How to setup iptables filtering on a network interface with a subnet based on per-application isolation using cgroups v2 in Linux?

I have been trying to setup a per-application filtering on a network interface using cgroups v2 but I can't. Here is an example using network namespaces and veth pairs: ip netns add somenetns ip link add foo type veth peer name bar netns somenetns ip link set foo up ip -4 addr add 10.0.0.1/24 dev foo ip -6 addr add fd00::1/64 dev foo ip netns exec somenetns ip link set bar up ip netns exec somenetns ip -4 addr add 10.0.0.2/24 dev bar ip netns exec somenetns ip -6 addr add fd00::2/64 dev bar ip netns exec somenetns ip -4 route add default via 10.0.0.1 dev bar ip netns exec somenetns ip -6 route add default via fd00::1 dev bar ip netns exec somenetns ip link set lo up What I want is to make only applications running inside certain cgroup to have their listening points available to the subnet of network interface (in the case of network namespace, have 10.0.0.1 available inside network namespace).

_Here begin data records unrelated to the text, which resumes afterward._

//! Structured lifecycle event stream.
//!
//! Discrete, typed events written as newline-delimited JSON (JSONL), each
//! carrying a monotonically increasing sequence number. Downstream tooling
//! (announcers, audit logs) can tail the stream instead of polling the
//! store.

use std::io::{BufWriter, Write};
use std::path::Path;
use std::sync::Mutex;
use std::sync::atomic::{AtomicU64, Ordering};

use chrono::{DateTime, Utc};
use raffler_core::{ActorId, ChainId, EntityId};
use serde::Serialize;

// ---------------------------------------------------------------------------
// Event variants
// ---------------------------------------------------------------------------

/// A lifecycle event.
///
/// Serialized with a `"type"` tag so consumers can dispatch on the kind.
#[derive(Debug, Clone, Serialize)]
#[serde(tag = "type")]
pub enum Event {
    /// The scheduler accepted new entities.
    SchedulerStarted {
        /// When it became ready.
        timestamp: DateTime<Utc>,
        /// Entities with a live timer at that moment.
        live_entities: usize,
    },

    /// The scheduler stopped; live timers were dropped, rows kept.
    SchedulerStopped {
        /// When it stopped.
        timestamp: DateTime<Utc>,
        /// Human-readable reason.
        reason: String,
    },

    /// An entity was persisted and its timer armed.
    EntityCreated {
        /// When it was created.
        timestamp: DateTime<Utc>,
        /// New entity.
        entity_id: EntityId,
        /// Owning chain, for tournament phases.
        #[serde(skip_serializing_if = "Option::is_none")]
        chain_id: Option<ChainId>,
        /// 1-based phase index.
        phase_index: u32,
        /// Deadline.
        end_time: DateTime<Utc>,
    },

    /// A standalone giveaway drew its winners.
    EntityFinalized {
        /// When it was finalized.
        timestamp: DateTime<Utc>,
        /// Finalized entity.
        entity_id: EntityId,
        /// Winners in draw order.
        winners: Vec<ActorId>,
    },

    /// An entity was cancelled.
    EntityCancelled {
        /// When it was cancelled.
        timestamp: DateTime<Utc>,
        /// Cancelled entity.
        entity_id: EntityId,
        /// Who cancelled it.
        cancelled_by: ActorId,
    },

    /// A chain phase finished and the next phase was scheduled.
    ChainAdvanced {
        /// When the handoff happened.
        timestamp: DateTime<Utc>,
        /// Chain being advanced.
        chain_id: ChainId,
        /// Phase that just finished.
        finished: EntityId,
        /// Phase now running.
        next: EntityId,
        /// Participants carried into the next phase.
        qualifiers: Vec<ActorId>,
    },

    /// A chain reached its end.
    ChainCompleted {
        /// When it completed.
        timestamp: DateTime<Utc>,
        /// Completed chain.
        chain_id: ChainId,
        /// Overall winners (empty if the chain ran out of participants).
        winners: Vec<ActorId>,
    },

    /// Startup recovery finished.
    RecoveryCompleted {
        /// When recovery finished.
        timestamp: DateTime<Utc>,
        /// Overdue entities finalized on the spot.
        finalized: usize,
        /// Entities whose timers were re-armed.
        rearmed: usize,
        /// Rows dropped because their context could not be resolved or
        /// they were already terminal.
        dropped: usize,
        /// Rows that could not be decoded.
        corrupt: usize,
    },
}

// ---------------------------------------------------------------------------
// Envelope
// ---------------------------------------------------------------------------

#[derive(Debug, Serialize)]
struct EventEnvelope {
    sequence: u64,
    #[serde(flatten)]
    event: Event,
}

// ---------------------------------------------------------------------------
// Emitter
// ---------------------------------------------------------------------------

/// Thread-safe, buffered JSONL event writer.
///
/// Serialization or I/O failures are dropped; the event stream never
/// interferes with a lifecycle transition.
pub struct EventEmitter {
    writer: Mutex<BufWriter<Box<dyn Write + Send>>>,
    sequence: AtomicU64,
}

impl std::fmt::Debug for EventEmitter {
    fn fmt(&self, f: &mut std::fmt::Formatter<'_>) -> std::fmt::Result {
        f.debug_struct("EventEmitter")
            .field("sequence", &self.sequence.load(Ordering::Relaxed))
            .finish_non_exhaustive()
    }
}

impl EventEmitter {
    /// Creates an emitter that writes to the given writer.
    #[must_use]
    pub fn new(writer: Box<dyn Write + Send>) -> Self {
        Self {
            writer: Mutex::new(BufWriter::new(writer)),
            sequence: AtomicU64::new(0),
        }
    }

    /// Creates an emitter that writes to stdout.
    #[must_use]
    pub fn stdout() -> Self {
        Self::new(Box::new(std::io::stdout()))
    }

    /// Creates an emitter that discards every event.
    #[must_use]
    pub fn noop() -> Self {
        Self::new(Box::new(std::io::sink()))
    }

    /// Creates an emitter that appends to the file at `path`.
    ///
    /// # Errors
    ///
    /// Returns an I/O error if the file cannot be opened.
    pub fn from_file(path: &Path) -> std::io::Result<Self> {
        let file = std::fs::OpenOptions::new()
            .create(true)
            .append(true)
            .open(path)?;
        Ok(Self::new(Box::new(file)))
    }

    /// Emits an event as a single JSONL line.
    pub fn emit(&self, event: Event) {
        let seq = self.sequence.fetch_add(1, Ordering::SeqCst);
        let envelope = EventEnvelope {
            sequence: seq,
            event,
        };

        if let Ok(mut w) = self.writer.lock() {
            if let Ok(line) = serde_json::to_string(&envelope) {
                let _ = writeln!(w, "{line}");
                let _ = w.flush();
            }
        }
    }

    /// Returns the number of events emitted so far.
    #[must_use]
    pub fn event_count(&self) -> u64 {
        self.sequence.load(Ordering::Relaxed)
    }
}

// ---------------------------------------------------------------------------
// Tests
// ---------------------------------------------------------------------------

#[cfg(test)]
mod tests {
    use std::sync::{Arc, Mutex as StdMutex};

    use super::*;

    #[derive(Clone)]
    struct TestWriter(Arc<StdMutex<Vec<u8>>>);

    impl TestWriter {
        fn new() -> Self {
            Self(Arc::new(StdMutex::new(Vec::new())))
        }

        fn lines(&self) -> Vec<serde_json::Value> {
            let buf = self.0.lock().unwrap();
            String::from_utf8_lossy(&buf)
                .lines()
                .map(|l| serde_json::from_str(l).unwrap())
                .collect()
        }
    }

    impl Write for TestWriter {
        fn write(&mut self, buf: &[u8]) -> std::io::Result<usize> {
            self.0.lock().unwrap().extend_from_slice(buf);
            Ok(buf.len())
        }

        fn flush(&mut self) -> std::io::Result<()> {
            Ok(())
        }
    }

    #[test]
    fn test_events_are_tagged_and_sequenced() {
        let tw = TestWriter::new();
        let emitter = EventEmitter::new(Box::new(tw.clone()));

        emitter.emit(Event::EntityFinalized {
            timestamp: Utc::now(),
            entity_id: EntityId::new("g1"),
            winners: vec![ActorId::new("a"), ActorId::new("b")],
        });
        emitter.emit(Event::EntityCancelled {
            timestamp: Utc::now(),
            entity_id: EntityId::new("g2"),
            cancelled_by: ActorId::new("org"),
        });

        let lines = tw.lines();
        assert_eq!(emitter.event_count(), 2);
        assert_eq!(lines[0]["sequence"], 0);
        assert_eq!(lines[0]["type"], "EntityFinalized");
        assert_eq!(lines[0]["winners"], serde_json::json!(["a", "b"]));
        assert_eq!(lines[1]["sequence"], 1);
        assert_eq!(lines[1]["cancelled_by"], "org");
    }

    #[test]
    fn test_standalone_created_omits_chain() {
        let tw = TestWriter::new();
        let emitter = EventEmitter::new(Box::new(tw.clone()));
        emitter.emit(Event::EntityCreated {
            timestamp: Utc::now(),
            entity_id: EntityId::new("g1"),
            chain_id: None,
            phase_index: 1,
            end_time: Utc::now(),
        });

        let lines = tw.lines();
        assert!(lines[0].get("chain_id").is_none());
        assert!(lines[0].get("event").is_none(), "envelope must be flat");
    }

    #[test]
    fn test_append_to_file() {
        let dir = tempfile::tempdir().unwrap();
        let path = dir.path().join("events.jsonl");
        for _ in 0..2 {
            let emitter = EventEmitter::from_file(&path).unwrap();
            emitter.emit(Event::SchedulerStopped {
                timestamp: Utc::now(),
                reason: "test".to_owned(),
            });
        }
        let contents = std::fs::read_to_string(&path).unwrap();
        assert_eq!(contents.lines().count(), 2);
    }
}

I ran a basic TCP server listening on IP of network interface: # sudo bash -c "echo \$\$ >> /sys/fs/cgroup/blah/cgroup.procs; nc -k -l 10.0.0.1 1234" # sudo ip netns exec nsx nc -z 10.0.0.1 1234 Connection to 10.0.0.1 1234 port [tcp/*] succeeded! Connection is made. But when I try to apply some iptables rules, it fails: iptables -A INPUT -i foo -m cgroup --path blah -j ACCEPT iptables -A INPUT -i foo -j DROP iptables -A OUTPUT -o foo -m cgroup --path blah -j ACCEPT iptables -A OUTPUT -o foo -j DROP # time sudo ip netns exec nsx nc -z 10.0.0.1 1234 ^C real 0m37.504s user 0m0.000s sys 0m0.003s Is there a way to make a listening point in the IP of a network interface available to its subnet being the program which is listening, is inside a cgroup and filter all the rest? If it is possible to do that, what would be the correct iptables rules that I must apply?